Oh, with the decoding step would it be feasible to track the data type used in each column so we can automatically set useful types? We should be able to do better than defaulting to 'TEXT' for everything. 😄
The type detection should be doable 😄 There's already an issue for it somewhere, isn't there? However, it will probably only be based on the first ten or so records (the number that's visible in the preview table in the dialog), not the entire file, because that would require parsing the entire file before inserting data. That's currently the case but will most likely be changed in the near-ish future. So I think I'll do performance optimisation first and see how that changes things, and only implement type detection afterwards.
I've thought about setting some pragmas, too 😄 The problem with that is that it makes it necessary to commit all changes first which would be really annoying for the CSV import. E.g. manually creating a table, then inserting data into it, then reverting all changes wouldn't work anymore. Also it makes the database more vulnerable to data loss when the system crashes. But I'll try how big the difference is anyway. If it saves another 50 seconds I'll reconsider it 😉
... not the entire file, because that would require parsing the entire file before inserting data.
Ahhh, good point. I guess with type detection it's probably more important on the server side (eg when we implement CSV import there), than with DB4S. With DB4S, if people are unhappy with a type it's fairly each to change it in the GUI.
With the server... not so much. Would need manual download, adjustment and re-upload by the user. We'll need to be more rigorous with automatic type detection there, so there's less need for manual adjustments. 😄
Oh, was reminded of an interesting tip for INSERT performance yesterday. Slide 84 here mentions inserting several rows worth of data with each insert statement. Something like:
Sure 😄 By the way, I've just tried the PRAGMAs and they improved performance by around 1% on my system.

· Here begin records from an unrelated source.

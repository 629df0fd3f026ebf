//! Logging bootstrap for file-based rolling logs.
//!
//! # Invariants
//! - Initialization is idempotent for the same level and directory.
//! - Re-initialization with a different level or directory is rejected.
//! - Initialization never panics.
//! - Log lines carry ids and kinds, never record titles or bodies.

use flexi_logger::{Cleanup, Criterion, FileSpec, Logger, LoggerHandle, Naming, WriteMode};
use log::{error, info};
use once_cell::sync::OnceCell;
use std::path::{Path, PathBuf};

const LOG_FILE_BASENAME: &str = "folio";
const MAX_LOG_FILE_SIZE_BYTES: u64 = 10 * 1024 * 1024;
const MAX_LOG_FILES: usize = 5;
const MAX_PANIC_PAYLOAD_CHARS: usize = 160;

static LOGGING_STATE: OnceCell<LoggingState> = OnceCell::new();
static PANIC_HOOK_INSTALLED: OnceCell<()> = OnceCell::new();

struct LoggingState {
    level: &'static str,
    log_dir: PathBuf,
    _logger: LoggerHandle,
}

impl LoggingState {
    fn check_matches(&self, level: &str, log_dir: &Path) -> Result<(), String> {
        if self.log_dir != log_dir {
            return Err(format!(
                "logging already initialized at `{}`; refusing to switch to `{}`",
                self.log_dir.display(),
                log_dir.display()
            ));
        }
        if self.level != level {
            return Err(format!(
                "logging already initialized with level `{}`; refusing to switch to `{level}`",
                self.level
            ));
        }
        Ok(())
    }
}

/// Starts rolling file logs at `level` under the absolute `log_dir`.
///
/// # Errors
/// - `level` is not one of `trace|debug|info|warn|error`.
/// - `log_dir` is empty, relative, or cannot be created.
/// - Logging is already active with a different level or directory.
/// - The logger backend fails to start.
pub fn init_logging(level: &str, log_dir: &str) -> Result<(), String> {
    let level = normalize_level(level)?;
    let log_dir = normalize_log_dir(log_dir)?;

    if let Some(state) = LOGGING_STATE.get() {
        return state.check_matches(level, &log_dir);
    }

    let state = LOGGING_STATE.get_or_try_init(|| start_logger(level, log_dir.clone()))?;
    state.check_matches(level, &log_dir)
}

/// Returns `(level, log_dir)` when logging is active.
pub fn logging_status() -> Option<(&'static str, PathBuf)> {
    LOGGING_STATE
        .get()
        .map(|state| (state.level, state.log_dir.clone()))
}

/// `debug` for debug builds, `info` for release builds.
pub fn default_log_level() -> &'static str {
    if cfg!(debug_assertions) {
        "debug"
    } else {
        "info"
    }
}

fn start_logger(level: &'static str, log_dir: PathBuf) -> Result<LoggingState, String> {
    std::fs::create_dir_all(&log_dir).map_err(|err| {
        format!(
            "failed to create log directory `{}`: {err}",
            log_dir.display()
        )
    })?;

    let logger = Logger::try_with_str(level)
        .map_err(|err| format!("invalid log level `{level}`: {err}"))?
        .log_to_file(
            FileSpec::default()
                .directory(log_dir.as_path())
                .basename(LOG_FILE_BASENAME),
        )
        .rotate(
            Criterion::Size(MAX_LOG_FILE_SIZE_BYTES),
            Naming::Numbers,
            Cleanup::KeepLogFiles(MAX_LOG_FILES),
        )
        .write_mode(WriteMode::BufferAndFlush)
        .append()
        // Format: [YYYY-MM-DD HH:MM:SS.ffffff TZ] LEVEL [module] file:line: message
        .format_for_files(flexi_logger::detailed_format)
        .start()
        .map_err(|err| format!("failed to start logger: {err}"))?;

    install_panic_hook_once();
    info!(
        "event=app_start module=core status=ok platform={} version={} level={} log_dir={}",
        std::env::consts::OS,
        env!("CARGO_PKG_VERSION"),
        level,
        log_dir.display()
    );

    Ok(LoggingState {
        level,
        log_dir,
        _logger: logger,
    })
}

fn normalize_level(level: &str) -> Result<&'static str, String> {
    match level.trim().to_ascii_lowercase().as_str() {
        "trace" => Ok("trace"),
        "debug" => Ok("debug"),
        "info" => Ok("info"),
        "warn" | "warning" => Ok("warn"),
        "error" => Ok("error"),
        other => Err(format!(
            "unsupported log level `{other}`; expected trace|debug|info|warn|error"
        )),
    }
}

fn normalize_log_dir(log_dir: &str) -> Result<PathBuf, String> {
    let trimmed = log_dir.trim();
    if trimmed.is_empty() {
        return Err("log_dir cannot be empty".to_string());
    }
    let path = Path::new(trimmed);
    if !path.is_absolute() {
        return Err(format!("log_dir must be an absolute path, got `{trimmed}`"));
    }
    Ok(path.to_path_buf())
}

fn install_panic_hook_once() {
    if PANIC_HOOK_INSTALLED.set(()).is_err() {
        return;
    }

    let previous_hook = std::panic::take_hook();
    std::panic::set_hook(Box::new(move |panic_info| {
        // Payloads may echo user input; cap and flatten before logging.
        let location = panic_info
            .location()
            .map(|loc| format!("{}:{}", loc.file(), loc.line()))
            .unwrap_or_else(|| "unknown".to_string());
        let payload = panic_payload_summary(panic_info);
        error!("event=panic_captured module=core status=error location={location} payload={payload}");
        previous_hook(panic_info);
    }));
}

fn panic_payload_summary(info: &std::panic::PanicHookInfo<'_>) -> String {
    let payload = if let Some(message) = info.payload().downcast_ref::<&str>() {
        (*message).to_string()
    } else if let Some(message) = info.payload().downcast_ref::<String>() {
        message.clone()
    } else {
        "non-string panic payload".to_string()
    };

    sanitize_message(&payload, MAX_PANIC_PAYLOAD_CHARS)
}

fn sanitize_message(value: &str, max_chars: usize) -> String {
    let normalized = value.replace(['\n', '\r'], " ");
    let mut truncated = normalized.chars().take(max_chars).collect::<String>();
    if normalized.chars().count() > max_chars {
        truncated.push_str("...");
    }
    truncated
}
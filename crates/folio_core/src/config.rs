//! Process configuration resolved from environment variables.
//!
//! | Variable | Default |
//! |---|---|
//! | `FOLIO_DB_PATH` | `<temp dir>/folio.sqlite3` |
//! | `FOLIO_LOG_LEVEL` | `debug` in debug builds, `info` otherwise |
//! | `FOLIO_LOG_DIR` | unset (file logging disabled) |
//! | `FOLIO_CACHE_STALE_MS` | `300000` |
//!
//! Blank values are treated as unset.

use crate::cache::DEFAULT_STALE_TIME;
use crate::logging::default_log_level;
use std::error::Error;
use std::fmt::{Display, Formatter};
use std::path::PathBuf;
use std::time::Duration;

pub const DB_PATH_ENV: &str = "FOLIO_DB_PATH";
pub const LOG_LEVEL_ENV: &str = "FOLIO_LOG_LEVEL";
pub const LOG_DIR_ENV: &str = "FOLIO_LOG_DIR";
pub const CACHE_STALE_MS_ENV: &str = "FOLIO_CACHE_STALE_MS";

const DEFAULT_DB_FILE_NAME: &str = "folio.sqlite3";

#[derive(Debug, Clone, PartialEq, Eq)]
pub enum ConfigError {
    InvalidNumber { key: &'static str, value: String },
}

impl Display for ConfigError {
    fn fmt(&self, f: &mut Formatter<'_>) -> std::fmt::Result {
        match self {
            Self::InvalidNumber { key, value } => {
                write!(f, "`{key}` must be a non-negative integer, got `{value}`")
            }
        }
    }
}

impl Error for ConfigError {}

/// Resolved runtime settings.
#[derive(Debug, Clone, PartialEq, Eq)]
pub struct FolioConfig {
    pub db_path: PathBuf,
    pub log_level: String,
    /// Absolute directory for rolling log files; `None` disables file logging.
    pub log_dir: Option<String>,
    pub cache_stale_time: Duration,
}

impl Default for FolioConfig {
    fn default() -> Self {
        Self {
            db_path: std::env::temp_dir().join(DEFAULT_DB_FILE_NAME),
            log_level: default_log_level().to_string(),
            log_dir: None,
            cache_stale_time: DEFAULT_STALE_TIME,
        }
    }
}

impl FolioConfig {
    /// Reads the process environment.
    pub fn from_env() -> Result<Self, ConfigError> {
        Self::from_lookup(|key| std::env::var(key).ok())
    }

    /// Resolves settings through an arbitrary key lookup.
    pub fn from_lookup(lookup: impl Fn(&str) -> Option<String>) -> Result<Self, ConfigError> {
        let read = |key: &str| {
            lookup(key)
                .map(|value| value.trim().to_string())
                .filter(|value| !value.is_empty())
        };

        let mut config = Self::default();
        if let Some(path) = read(DB_PATH_ENV) {
            config.db_path = PathBuf::from(path);
        }
        if let Some(level) = read(LOG_LEVEL_ENV) {
            config.log_level = level;
        }
        config.log_dir = read(LOG_DIR_ENV);
        if let Some(raw) = read(CACHE_STALE_MS_ENV) {
            let millis = raw.parse::<u64>().map_err(|_| ConfigError::InvalidNumber {
                key: CACHE_STALE_MS_ENV,
                value: raw.clone(),
            })?;
            config.cache_stale_time = Duration::from_millis(millis);
        }
        Ok(config)
    }
}
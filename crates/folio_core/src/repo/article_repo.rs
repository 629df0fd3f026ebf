//! Article repository contract and SQLite implementation.
//!
//! # Invariants
//! - `update_article` and `delete_article` filter on `id AND author_id` in a
//!   single statement; there is no read-then-check step.
//! - Lists are ordered `created_at DESC`, newest insert first on ties.
//! - `author_id` is written once at insert and never updated.

use crate::clock::{Clock, SystemClock};
use crate::model::article::{Article, ArticlePatch, NewArticle};
use crate::model::record::{RecordId, RecordKind};
use crate::repo::{ensure_table_ready, parse_record_uuid, RepoError, RepoResult};
use rusqlite::{params, Connection, Row};
use uuid::Uuid;

const ARTICLE_COLUMNS: &str = "id, title, body, author_id, created_at, updated_at";

/// Repository interface for owner-scoped article operations.
pub trait ArticleRepository {
    fn get_article(&self, id: RecordId) -> RepoResult<Option<Article>>;
    fn list_articles(&self) -> RepoResult<Vec<Article>>;
    fn insert_article(&self, article: &NewArticle, author_id: &str) -> RepoResult<Article>;
    fn update_article(
        &self,
        id: RecordId,
        patch: &ArticlePatch,
        author_id: &str,
    ) -> RepoResult<Article>;
    fn delete_article(&self, id: RecordId, author_id: &str) -> RepoResult<()>;
}

/// SQLite-backed article repository.
pub struct SqliteArticleRepository<'conn, C: Clock = SystemClock> {
    conn: &'conn Connection,
    clock: C,
}

impl<'conn> SqliteArticleRepository<'conn> {
    /// Constructs a repository from a migrated connection using wall time.
    pub fn try_new(conn: &'conn Connection) -> RepoResult<Self> {
        Self::try_with_clock(conn, SystemClock)
    }

    /// Skips the schema check for a connection already verified by `try_new`.
    pub(crate) fn verified(conn: &'conn Connection) -> Self {
        Self {
            conn,
            clock: SystemClock,
        }
    }
}

impl<'conn, C: Clock> SqliteArticleRepository<'conn, C> {
    pub fn try_with_clock(conn: &'conn Connection, clock: C) -> RepoResult<Self> {
        ensure_table_ready(
            conn,
            "articles",
            &["id", "title", "body", "author_id", "created_at", "updated_at"],
        )?;
        Ok(Self { conn, clock })
    }
}

impl<C: Clock> ArticleRepository for SqliteArticleRepository<'_, C> {
    fn get_article(&self, id: RecordId) -> RepoResult<Option<Article>> {
        let mut stmt = self
            .conn
            .prepare(&format!("SELECT {ARTICLE_COLUMNS} FROM articles WHERE id = ?1;"))?;
        let mut rows = stmt.query([id.to_string()])?;
        if let Some(row) = rows.next()? {
            return Ok(Some(parse_article_row(row)?));
        }
        Ok(None)
    }

    fn list_articles(&self) -> RepoResult<Vec<Article>> {
        let mut stmt = self.conn.prepare(&format!(
            "SELECT {ARTICLE_COLUMNS}
             FROM articles
             ORDER BY created_at DESC, rowid DESC;"
        ))?;
        let mut rows = stmt.query([])?;
        let mut articles = Vec::new();
        while let Some(row) = rows.next()? {
            articles.push(parse_article_row(row)?);
        }
        Ok(articles)
    }

    fn insert_article(&self, article: &NewArticle, author_id: &str) -> RepoResult<Article> {
        article.validate()?;

        let created = Article {
            id: Uuid::new_v4(),
            title: article.title.clone(),
            body: article.body.clone(),
            author_id: author_id.to_string(),
            created_at: self.clock.now_epoch_ms(),
            updated_at: None,
        };
        self.conn.execute(
            "INSERT INTO articles (id, title, body, author_id, created_at, updated_at)
             VALUES (?1, ?2, ?3, ?4, ?5, NULL);",
            params![
                created.id.to_string(),
                created.title.as_str(),
                created.body.as_str(),
                created.author_id.as_str(),
                created.created_at,
            ],
        )?;

        Ok(created)
    }

    fn update_article(
        &self,
        id: RecordId,
        patch: &ArticlePatch,
        author_id: &str,
    ) -> RepoResult<Article> {
        patch.validate()?;

        let mut stmt = self.conn.prepare(&format!(
            "UPDATE articles
             SET
                title = COALESCE(?3, title),
                body = COALESCE(?4, body),
                updated_at = ?5
             WHERE id = ?1
               AND author_id = ?2
             RETURNING {ARTICLE_COLUMNS};"
        ))?;
        let mut rows = stmt.query(params![
            id.to_string(),
            author_id,
            patch.title.as_deref(),
            patch.body.as_deref(),
            self.clock.now_epoch_ms(),
        ])?;

        if let Some(row) = rows.next()? {
            return parse_article_row(row);
        }
        Err(RepoError::NotFound {
            kind: RecordKind::Article,
            id,
        })
    }

    fn delete_article(&self, id: RecordId, author_id: &str) -> RepoResult<()> {
        let changed = self.conn.execute(
            "DELETE FROM articles WHERE id = ?1 AND author_id = ?2;",
            params![id.to_string(), author_id],
        )?;

        if changed == 0 {
            return Err(RepoError::NotFound {
                kind: RecordKind::Article,
                id,
            });
        }
        Ok(())
    }
}

fn parse_article_row(row: &Row<'_>) -> RepoResult<Article> {
    let id_text: String = row.get("id")?;
    let article = Article {
        id: parse_record_uuid("articles", &id_text)?,
        title: row.get("title")?,
        body: row.get("body")?,
        author_id: row.get("author_id")?,
        created_at: row.get("created_at")?,
        updated_at: row.get("updated_at")?,
    };

    if article.author_id.is_empty() {
        return Err(RepoError::InvalidData(format!(
            "empty author_id for article `{id_text}`"
        )));
    }
    Ok(article)
}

So it's probably not worth it, especially since I can't even rule out that this is an artefact of my not-so-good benchmark.

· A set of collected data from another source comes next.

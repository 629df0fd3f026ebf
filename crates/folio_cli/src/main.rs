//! Command-line driver for Folio handlers.
//!
//! ```text
//! folio ping
//! folio --as user-1 --email a@example.com call create_article '{"title":"t","body":"b"}'
//! folio call fetch_articles
//! ```
//!
//! Prints the response envelope as pretty JSON and exits non-zero when the
//! handler failed.

use clap::{Parser, Subcommand};
use folio_core::{dispatch, Folio, FolioConfig, Identity, Request, Response};
use log::error;
use serde_json::Value;
use std::path::PathBuf;
use std::process::ExitCode;

#[derive(Parser, Debug)]
#[command(name = "folio", version, about = "Owned articles and posts over SQLite")]
struct Cli {
    /// Database file (defaults to FOLIO_DB_PATH or the temp dir)
    #[arg(long, global = true)]
    db: Option<PathBuf>,

    /// Identity id to act as; omit to run anonymously
    #[arg(long = "as", global = true)]
    user_id: Option<String>,

    /// Email of the acting identity
    #[arg(long, global = true, default_value = "")]
    email: String,

    #[command(subcommand)]
    command: Command,
}

#[derive(Subcommand, Debug)]
enum Command {
    /// Check core crate linkage
    Ping,
    /// Print the core crate version
    Version,
    /// Invoke one handler, e.g. `call fetch_article '{"id":"..."}'`
    Call {
        handler: String,
        /// JSON object payload
        payload: Option<String>,
    },
}

fn main() -> ExitCode {
    let cli = Cli::parse();

    match cli.command {
        Command::Ping => {
            println!("folio_core ping={}", folio_core::ping());
            ExitCode::SUCCESS
        }
        Command::Version => {
            println!("folio_core version={}", folio_core::core_version());
            ExitCode::SUCCESS
        }
        Command::Call {
            ref handler,
            ref payload,
        } => match run_call(&cli, handler, payload.as_deref()) {
            Ok(response) => print_response(&response),
            Err(message) => {
                eprintln!("{message}");
                ExitCode::FAILURE
            }
        },
    }
}

fn run_call(cli: &Cli, handler: &str, payload: Option<&str>) -> Result<Response, String> {
    let mut config = FolioConfig::from_env().map_err(|err| err.to_string())?;
    if let Some(dir) = config.log_dir.as_deref() {
        folio_core::init_logging(&config.log_level, dir)?;
    }
    if let Some(db) = cli.db.clone() {
        config.db_path = db;
    }

    let payload = payload
        .map(serde_json::from_str::<Value>)
        .transpose()
        .map_err(|err| format!("payload is not valid JSON: {err}"))?;
    let request = Request::from_parts(handler, payload).map_err(|err| err.to_string())?;

    let folio = Folio::open(&config).map_err(|err| {
        error!("event=cli_open module=cli status=error error={err}");
        format!("failed to open {}: {err}", config.db_path.display())
    })?;
    if let Some(user_id) = cli.user_id.as_deref() {
        if !folio
            .session()
            .sign_in(Identity::new(user_id, cli.email.as_str()))
        {
            return Err("--as must not be blank".to_string());
        }
    }

    Ok(dispatch(&folio, request))
}

fn print_response(response: &Response) -> ExitCode {
    match serde_json::to_string_pretty(response) {
        Ok(text) => println!("{text}"),
        Err(err) => {
            eprintln!("failed to encode response: {err}");
            return ExitCode::FAILURE;
        }
    }
    if response.ok {
        ExitCode::SUCCESS
    } else {
        ExitCode::FAILURE
    }
}
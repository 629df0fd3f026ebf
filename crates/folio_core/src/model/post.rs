//! Post record and its create payload.
//!
//! Posts have no update path; they are created, read and deleted.

use crate::model::record::{require_non_empty, RecordId, ValidationError};
use serde::{Deserialize, Serialize};

/// Persisted post row.
#[derive(Debug, Clone, PartialEq, Eq, Serialize, Deserialize)]
pub struct Post {
    pub id: RecordId,
    pub title: String,
    pub body: String,
    /// Identity id of the creating session.
    pub user_id: String,
    /// Unix epoch milliseconds, stamped by the store.
    pub created_at: i64,
}

#[derive(Debug, Clone, PartialEq, Eq, Serialize, Deserialize)]
pub struct NewPost {
    pub title: String,
    pub body: String,
}

impl NewPost {
    pub fn new(title: impl Into<String>, body: impl Into<String>) -> Self {
        Self {
            title: title.into(),
            body: body.into(),
        }
    }

    pub fn validate(&self) -> Result<(), ValidationError> {
        require_non_empty("title", &self.title)?;
        require_non_empty("body", &self.body)
    }
}
//! Client-side query cache and invalidation registry.
//!
//! # Responsibility
//! - Hold decoded read results keyed by collection or by record.
//! - Let wrapped mutators mark keys stale or evict them after a write.
//!
//! # Invariants
//! - A stale or expired entry is never served by `get`.
//! - Keys match exactly; invalidating a collection does not touch records.
//! - A poisoned shared lock is recovered, not propagated as a panic.

use crate::clock::{Clock, SystemClock};
use crate::model::record::RecordKind;
use serde_json::Value;
use std::collections::BTreeMap;
use std::fmt::{Display, Formatter};
use std::sync::{Arc, Mutex, MutexGuard, PoisonError};
use std::time::Duration;

mod client;

pub use client::{ArticleClient, PostClient};

/// Default freshness window for cached reads.
pub const DEFAULT_STALE_TIME: Duration = Duration::from_secs(5 * 60);

/// Query cache shared between UI-facing callers.
pub type SharedQueryCache = Arc<Mutex<QueryCache>>;

/// Cache key for one read shape.
#[derive(Debug, Clone, PartialEq, Eq, Hash, PartialOrd, Ord)]
pub enum CacheKey {
    /// The full list of a record kind.
    Collection(RecordKind),
    /// One record, keyed by the id string the caller asked for.
    Record(RecordKind, String),
}

impl CacheKey {
    pub fn collection(kind: RecordKind) -> Self {
        Self::Collection(kind)
    }

    pub fn record(kind: RecordKind, id: impl Into<String>) -> Self {
        Self::Record(kind, id.into())
    }
}

impl Display for CacheKey {
    fn fmt(&self, f: &mut Formatter<'_>) -> std::fmt::Result {
        match self {
            Self::Collection(kind) => write!(f, "{}", kind.collection()),
            Self::Record(kind, id) => write!(f, "{}/{id}", kind.collection()),
        }
    }
}

/// One cached read result.
#[derive(Debug, Clone, PartialEq)]
pub struct CacheEntry {
    pub value: Value,
    pub fetched_at_ms: i64,
    pub stale: bool,
}

/// Key-value registry of cached read results.
pub struct QueryCache {
    stale_time_ms: i64,
    clock: Arc<dyn Clock + Send + Sync>,
    entries: BTreeMap<CacheKey, CacheEntry>,
}

impl QueryCache {
    pub fn new(stale_time: Duration) -> Self {
        Self::with_clock(stale_time, Arc::new(SystemClock))
    }

    pub fn with_clock(stale_time: Duration, clock: Arc<dyn Clock + Send + Sync>) -> Self {
        Self {
            stale_time_ms: i64::try_from(stale_time.as_millis()).unwrap_or(i64::MAX),
            clock,
            entries: BTreeMap::new(),
        }
    }

    /// Wraps a new cache for sharing across callers.
    pub fn shared(stale_time: Duration) -> SharedQueryCache {
        Arc::new(Mutex::new(Self::new(stale_time)))
    }

    /// Returns the cached value when it is present, not stale, and younger
    /// than the stale time.
    pub fn get(&self, key: &CacheKey) -> Option<&Value> {
        let entry = self.entries.get(key)?;
        if entry.stale || self.is_expired(entry) {
            return None;
        }
        Some(&entry.value)
    }

    /// Returns the raw entry regardless of freshness.
    pub fn peek(&self, key: &CacheKey) -> Option<&CacheEntry> {
        self.entries.get(key)
    }

    pub fn contains(&self, key: &CacheKey) -> bool {
        self.entries.contains_key(key)
    }

    /// Whether a present entry would be refetched on the next read.
    pub fn is_stale(&self, key: &CacheKey) -> bool {
        self.entries
            .get(key)
            .is_some_and(|entry| entry.stale || self.is_expired(entry))
    }

    /// Stores a fresh value, replacing any previous entry.
    pub fn put(&mut self, key: CacheKey, value: Value) {
        let entry = CacheEntry {
            value,
            fetched_at_ms: self.clock.now_epoch_ms(),
            stale: false,
        };
        self.entries.insert(key, entry);
    }

    /// Marks an entry stale but keeps its value. Returns whether it existed.
    pub fn invalidate(&mut self, key: &CacheKey) -> bool {
        match self.entries.get_mut(key) {
            Some(entry) => {
                entry.stale = true;
                true
            }
            None => false,
        }
    }

    /// Evicts an entry. Returns whether it existed.
    pub fn remove(&mut self, key: &CacheKey) -> bool {
        self.entries.remove(key).is_some()
    }

    pub fn clear(&mut self) {
        self.entries.clear();
    }

    pub fn len(&self) -> usize {
        self.entries.len()
    }

    pub fn is_empty(&self) -> bool {
        self.entries.is_empty()
    }

    fn is_expired(&self, entry: &CacheEntry) -> bool {
        self.clock
            .now_epoch_ms()
            .saturating_sub(entry.fetched_at_ms)
            > self.stale_time_ms
    }
}

impl Default for QueryCache {
    fn default() -> Self {
        Self::new(DEFAULT_STALE_TIME)
    }
}

/// Locks a shared cache, recovering the registry from a poisoned lock.
pub fn lock_cache(cache: &SharedQueryCache) -> MutexGuard<'_, QueryCache> {
    cache.lock().unwrap_or_else(PoisonError::into_inner)
}

#[cfg(test)]
mod tests {
    use super::{CacheKey, QueryCache};
    use crate::clock::ManualClock;
    use crate::model::record::RecordKind;
    use serde_json::json;
    use std::sync::Arc;
    use std::time::Duration;

    fn cache_at(clock: &ManualClock) -> QueryCache {
        QueryCache::with_clock(Duration::from_secs(60), Arc::new(clock.clone()))
    }

    #[test]
    fn invalidate_keeps_value_but_stops_serving_it() {
        let clock = ManualClock::starting_at(0);
        let mut cache = cache_at(&clock);
        let key = CacheKey::collection(RecordKind::Article);

        cache.put(key.clone(), json!([1, 2]));
        assert_eq!(cache.get(&key), Some(&json!([1, 2])));

        assert!(cache.invalidate(&key));
        assert_eq!(cache.get(&key), None);
        assert!(cache.is_stale(&key));
        assert_eq!(cache.peek(&key).map(|entry| &entry.value), Some(&json!([1, 2])));
    }

    #[test]
    fn remove_evicts_and_reports_absence() {
        let clock = ManualClock::starting_at(0);
        let mut cache = cache_at(&clock);
        let key = CacheKey::record(RecordKind::Post, "abc");

        cache.put(key.clone(), json!({"id": "abc"}));
        assert!(cache.remove(&key));
        assert!(!cache.contains(&key));
        assert!(!cache.remove(&key));
        assert!(!cache.invalidate(&key));
    }

    #[test]
    fn entries_expire_after_stale_time() {
        let clock = ManualClock::starting_at(10_000);
        let mut cache = cache_at(&clock);
        let key = CacheKey::collection(RecordKind::Post);
        cache.put(key.clone(), json!([]));

        clock.advance_ms(60_000);
        assert!(cache.get(&key).is_some());
        clock.advance_ms(1);
        assert!(cache.get(&key).is_none());
        assert!(cache.is_stale(&key));
    }

    #[test]
    fn collection_and_record_keys_are_independent() {
        let clock = ManualClock::starting_at(0);
        let mut cache = cache_at(&clock);
        let list = CacheKey::collection(RecordKind::Article);
        let one = CacheKey::record(RecordKind::Article, "a1");
        cache.put(list.clone(), json!([]));
        cache.put(one.clone(), json!({}));

        cache.invalidate(&list);
        assert!(cache.get(&one).is_some());
        assert_eq!(one.to_string(), "articles/a1");
        assert_eq!(cache.len(), 2);
        cache.clear();
        assert!(cache.is_empty());
    }
}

Just tried out the "adding multiple rows per insert statement" thing with the simple Go SQLite data generator I wrote the other day. Tried it with 2, 3, 4, and 10 rows added at a time per insert:
No measurable difference in time elapsed for adding 1/2 million total rows. Measured several times for each of the values. It might be that the number of rows added per insert needs to be a lot larger (hundreds?), but I can't easily test it. I'd either need to manually write out an Exec() statement with several hundred variables in it (ugh), or rewrite the Exec function in the Go SQLite library we're using (ugh x2). Not really feeling like doing either. 😉
It's definitely possible the lack of improvement with my testing above is due to my coding being non-optimal, or perhaps even the Go SQLite library in question may not be perf tuned (no idea).
I would assume it would only improve performance if you didn't wrap up the transactions in a global trabsaction. Normally, SQLite creates a transaction for each insert, and its this delay that causes the biggest performance bottleneck. Sticking 40 inserts into one transaction (one insert statement) is a lot quicker than doing 40 smaller transactions (40 inserts, each in its own transaction)
Well, going by @jasonwyatt's SpeakerDeck slides it's an optimisation to consider after doing the "ensure all inserts are in a single transaction" step.
In the SQLite test data generation util above, there are 5 tables. Each table has (using default settings) 100k rows inserted into it, inside a single transaction. So, 5 transactions in total (1 per table).
I'm not sure either. But let's find out 😉 My local tests haven't really been conclusive but it might be a very little faster.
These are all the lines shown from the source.